Выбрать главу

Какой совет можно дать, что порекомендовать выжившим и сохранившим свои незапятнанные души и непоколебимые сердца? Разбитые, оставленные в одиночестве, поглощенные собственным спасением, живущие как сторожа во мраке ночи, немцы должны приложить максимальные усилия, чтобы неукоснительно блюсти те расовые законы, которые мы для них выработали. В мире, который становится все более и более извращенным в результате воздействия еврейского вируса, народ, выработавший иммунитет против этого вируса, в конечном итоге оказывается наверху. С этой точки зрения национал–социализм может рассчитывать на вечную благодарность народов за освобождение Германии и Центральной Европы от еврейства.

Второй заботой послевоенной Германии должна стать идея сохранения нерасторжимой связи всех германских народов.

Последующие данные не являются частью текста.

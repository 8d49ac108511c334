//! One-shot HTTP probe primitives.
//!
//! Every outbound request in an audit goes through [`Prober`]: a fetch with
//! a caller-shaped deadline and a distinguishable abort, a HEAD-then-GET
//! fallback for origins that mishandle HEAD, and a bounded retry for
//! transient network failures.

use std::sync::Arc;
use std::time::Duration;

use rand::Rng;
use reqwest::{Client, Method, Response};
use thiserror::Error;
use tokio_util::sync::CancellationToken;

use crate::config::{apply_browser_profile, apply_default_profile, RETRY_JITTER_MS};

/// Probe failure modes.
#[derive(Debug, Error)]
pub enum ProbeError {
    /// The per-request deadline elapsed or the overall budget cancelled us.
    #[error("request aborted after {0} ms")]
    Aborted(u64),

    /// Transport-level failure from the HTTP client.
    #[error(transparent)]
    Transport(#[from] reqwest::Error),
}

impl ProbeError {
    /// Whether retrying could plausibly succeed: aborts and the transient
    /// network family only, never HTTP statuses.
    pub fn retriable(&self) -> bool {
        match self {
            ProbeError::Aborted(_) => true,
            ProbeError::Transport(e) => is_transient(e),
        }
    }
}

/// Classifies a reqwest error as transient (connection reset, DNS failure,
/// unreachable, timeout). Checks the error kind first and falls back to the
/// rendered chain for wrapped io errors.
fn is_transient(error: &reqwest::Error) -> bool {
    if error.is_timeout() || error.is_connect() {
        return true;
    }
    if error.status().is_some() {
        return false;
    }
    let rendered = format!("{error:?}").to_ascii_lowercase();
    ["connection reset", "dns error", "unreachable", "timed out", "broken pipe"]
        .iter()
        .any(|needle| rendered.contains(needle))
}

/// Redirect handling for one probe.
#[derive(Debug, Clone, Copy, PartialEq, Eq)]
pub enum Redirect {
    /// Follow redirects up to the client's hop limit.
    Follow,
    /// Return the 3xx response as-is.
    Manual,
}

/// Per-probe options.
#[derive(Debug, Clone)]
pub struct FetchOptions {
    /// Redirect mode.
    pub redirect: Redirect,
    /// Per-request deadline, already shaped through the audit budget.
    pub timeout: Duration,
    /// Use the browser header profile instead of the default one.
    pub browser_headers: bool,
    /// Overall-budget token; cancels the request when the audit deadline
    /// elapses.
    pub cancel: CancellationToken,
}

impl FetchOptions {
    /// Options for a probe with the given deadline and budget token.
    pub fn new(timeout: Duration, cancel: CancellationToken) -> Self {
        Self {
            redirect: Redirect::Follow,
            timeout,
            browser_headers: false,
            cancel,
        }
    }

    /// Switches to manual redirect handling.
    pub fn manual_redirect(mut self) -> Self {
        self.redirect = Redirect::Manual;
        self
    }

    /// Switches to the browser header profile.
    pub fn browser(mut self) -> Self {
        self.browser_headers = true;
        self
    }
}

/// Shared probe primitive holding the two prebuilt clients.
#[derive(Debug, Clone)]
pub struct Prober {
    follow: Arc<Client>,
    manual: Arc<Client>,
}

impl Prober {
    /// Builds a prober from the redirect-following and manual-redirect
    /// clients produced at startup.
    pub fn new(follow: Arc<Client>, manual: Arc<Client>) -> Self {
        Self { follow, manual }
    }

    /// Issues one request and returns the response, whatever its status.
    ///
    /// Races the send against both the per-request deadline and the overall
    /// budget token; either losing path surfaces as [`ProbeError::Aborted`].
    pub async fn fetch(
        &self,
        url: &str,
        method: Method,
        opts: &FetchOptions,
    ) -> Result<Response, ProbeError> {
        let client = match opts.redirect {
            Redirect::Follow => &self.follow,
            Redirect::Manual => &self.manual,
        };
        let builder = client.request(method, url);
        let builder = if opts.browser_headers {
            apply_browser_profile(builder)
        } else {
            apply_default_profile(builder)
        };

        let deadline_ms = opts.timeout.as_millis() as u64;
        tokio::select! {
            biased;
            () = opts.cancel.cancelled() => Err(ProbeError::Aborted(deadline_ms)),
            outcome = tokio::time::timeout(opts.timeout, builder.send()) => match outcome {
                Err(_) => Err(ProbeError::Aborted(deadline_ms)),
                Ok(Ok(response)) => Ok(response),
                Ok(Err(e)) => Err(ProbeError::Transport(e)),
            },
        }
    }

    /// HEAD first, falling back to GET when HEAD is unusable.
    ///
    /// The fallback triggers on transport errors, 405/501, and (with
    /// `fallback_on_non_ok`) any non-2xx/3xx status, covering origins that
    /// reject HEAD with a 4xx instead of 405.
    pub async fn head_then_get(
        &self,
        url: &str,
        opts: &FetchOptions,
        fallback_on_non_ok: bool,
    ) -> Result<Response, ProbeError> {
        match self.fetch(url, Method::HEAD, opts).await {
            Ok(response) => {
                let status = response.status();
                let head_unusable = status.as_u16() == 405 || status.as_u16() == 501;
                let non_ok = !(status.is_success() || status.is_redirection());
                if head_unusable || (fallback_on_non_ok && non_ok) {
                    self.fetch(url, Method::GET, opts).await
                } else {
                    Ok(response)
                }
            }
            Err(e @ ProbeError::Aborted(_)) => Err(e),
            Err(ProbeError::Transport(_)) => self.fetch(url, Method::GET, opts).await,
        }
    }
}

/// Retries `op` on abort/transient errors with linear backoff plus jitter.
///
/// The n-th attempt sleeps `base_delay * n + uniform(0..250ms)` beforehand.
/// HTTP status codes never retry; the operation sees the attempt number
/// (1-based) so it can re-shape its own deadline.
pub async fn retry<T, F, Fut>(tries: u32, base_delay: Duration, mut op: F) -> Result<T, ProbeError>
where
    F: FnMut(u32) -> Fut,
    Fut: std::future::Future<Output = Result<T, ProbeError>>,
{
    let mut attempt = 1;
    loop {
        match op(attempt).await {
            Ok(value) => return Ok(value),
            Err(e) if attempt < tries && e.retriable() => {
                let jitter = rand::thread_rng().gen_range(0..RETRY_JITTER_MS);
                tokio::time::sleep(base_delay * attempt + Duration::from_millis(jitter)).await;
                attempt += 1;
            }
            Err(e) => return Err(e),
        }
    }
}

#[cfg(test)]
mod tests {
    use super::*;
    use httptest::{matchers::*, responders::*, Expectation, Server};

    fn test_prober() -> Prober {
        let follow = Arc::new(
            Client::builder()
                .user_agent("site_audit-test")
                .build()
                .unwrap(),
        );
        let manual = Arc::new(
            Client::builder()
                .user_agent("site_audit-test")
                .redirect(reqwest::redirect::Policy::none())
                .build()
                .unwrap(),
        );
        Prober::new(follow, manual)
    }

    fn opts(ms: u64) -> FetchOptions {
        FetchOptions::new(Duration::from_millis(ms), CancellationToken::new())
    }

    #[tokio::test]
    async fn fetch_returns_response_for_any_status() {
        let server = Server::run();
        server.expect(
            Expectation::matching(request::method_path("GET", "/missing"))
                .respond_with(status_code(404)),
        );
        let prober = test_prober();
        let response = prober
            .fetch(&server.url_str("/missing"), Method::GET, &opts(2_000))
            .await
            .unwrap();
        assert_eq!(response.status().as_u16(), 404);
    }

    #[tokio::test]
    async fn fetch_aborts_on_deadline() {
        let server = Server::run();
        server.expect(
            Expectation::matching(request::method_path("GET", "/slow"))
                .respond_with(delay_and_then(Duration::from_secs(5), status_code(200))),
        );
        let prober = test_prober();
        let err = prober
            .fetch(&server.url_str("/slow"), Method::GET, &opts(100))
            .await
            .unwrap_err();
        assert!(matches!(err, ProbeError::Aborted(_)));
        assert!(err.retriable());
    }

    #[tokio::test]
    async fn fetch_aborts_on_budget_cancellation() {
        let server = Server::run();
        server.expect(
            Expectation::matching(request::method_path("GET", "/slow"))
                .times(0..2)
                .respond_with(delay_and_then(Duration::from_secs(5), status_code(200))),
        );
        let prober = test_prober();
        let cancel = CancellationToken::new();
        let options = FetchOptions::new(Duration::from_secs(10), cancel.clone());
        let slow_url = server.url_str("/slow");
        let fetch = prober.fetch(&slow_url, Method::GET, &options);
        cancel.cancel();
        let err = fetch.await.unwrap_err();
        assert!(matches!(err, ProbeError::Aborted(_)));
    }

    #[tokio::test]
    async fn head_falls_back_to_get_on_405() {
        let server = Server::run();
        server.expect(
            Expectation::matching(request::method_path("HEAD", "/page"))
                .respond_with(status_code(405)),
        );
        server.expect(
            Expectation::matching(request::method_path("GET", "/page"))
                .respond_with(status_code(200)),
        );
        let prober = test_prober();
        let response = prober
            .head_then_get(&server.url_str("/page"), &opts(2_000), false)
            .await
            .unwrap();
        assert_eq!(response.status().as_u16(), 200);
    }

    #[tokio::test]
    async fn head_keeps_non_ok_without_fallback_flag() {
        let server = Server::run();
        server.expect(
            Expectation::matching(request::method_path("HEAD", "/gone"))
                .respond_with(status_code(404)),
        );
        let prober = test_prober();
        let response = prober
            .head_then_get(&server.url_str("/gone"), &opts(2_000), false)
            .await
            .unwrap();
        assert_eq!(response.status().as_u16(), 404);
    }

    #[tokio::test]
    async fn head_retries_as_get_with_fallback_flag() {
        let server = Server::run();
        server.expect(
            Expectation::matching(request::method_path("HEAD", "/fussy"))
                .respond_with(status_code(403)),
        );
        server.expect(
            Expectation::matching(request::method_path("GET", "/fussy"))
                .respond_with(status_code(200)),
        );
        let prober = test_prober();
        let response = prober
            .head_then_get(&server.url_str("/fussy"), &opts(2_000), true)
            .await
            .unwrap();
        assert_eq!(response.status().as_u16(), 200);
    }

    #[tokio::test]
    async fn retry_recovers_from_one_abort() {
        let server = Server::run();
        server.expect(
            Expectation::matching(request::method_path("GET", "/flaky"))
                .times(2)
                .respond_with(httptest::cycle![
                    delay_and_then(Duration::from_secs(5), status_code(200)),
                    status_code(200),
                ]),
        );
        let prober = test_prober();
        let url = server.url_str("/flaky");
        let response = retry(2, Duration::from_millis(10), |_| {
            let prober = prober.clone();
            let url = url.clone();
            async move { prober.fetch(&url, Method::GET, &opts(300)).await }
        })
        .await
        .unwrap();
        assert_eq!(response.status().as_u16(), 200);
    }

    #[tokio::test]
    async fn retry_does_not_retry_http_statuses() {
        let server = Server::run();
        server.expect(
            Expectation::matching(request::method_path("GET", "/teapot"))
                .times(1)
                .respond_with(status_code(418)),
        );
        let prober = test_prober();
        let url = server.url_str("/teapot");
        let response = retry(3, Duration::from_millis(10), |_| {
            let prober = prober.clone();
            let url = url.clone();
            async move { prober.fetch(&url, Method::GET, &opts(2_000)).await }
        })
        .await
        .unwrap();
        assert_eq!(response.status().as_u16(), 418);
    }
}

Только когда мы объединимся, мы можем полностью выявить свой потенциал. Пруссаки при Бисмарке первыми собрали германцев в один рейх, тем самым дав им возможность показать, что они первые люди в Европе. Я сам, объединив их в Третий Рейх, указал им путь, как стать архитекторами новой Европы. Что бы ни было уготовано в будущем, немцы должны помнить: крайне важно, чтобы они избавились от всех элементов, вносящих в их среду разногласия, и они должны делать все возможное для укрепления их единства.

АДОЛЬФ ГИТЛЕР

«Запомните одно: в этой войне не может быть никаких компромиссов. Может быть только победа или поражение. И если немецкий народ не сможет вырвать победы у врага, то он будет уничтожен.»

Я никогда не забуду слов, которыми Гитлер закончил: " Да, тогда он заслужит уничтожение, потому что лучшие люди Германии погибнут на войне. Конец Германии будет ужасным, и немецкий народ заслужит его».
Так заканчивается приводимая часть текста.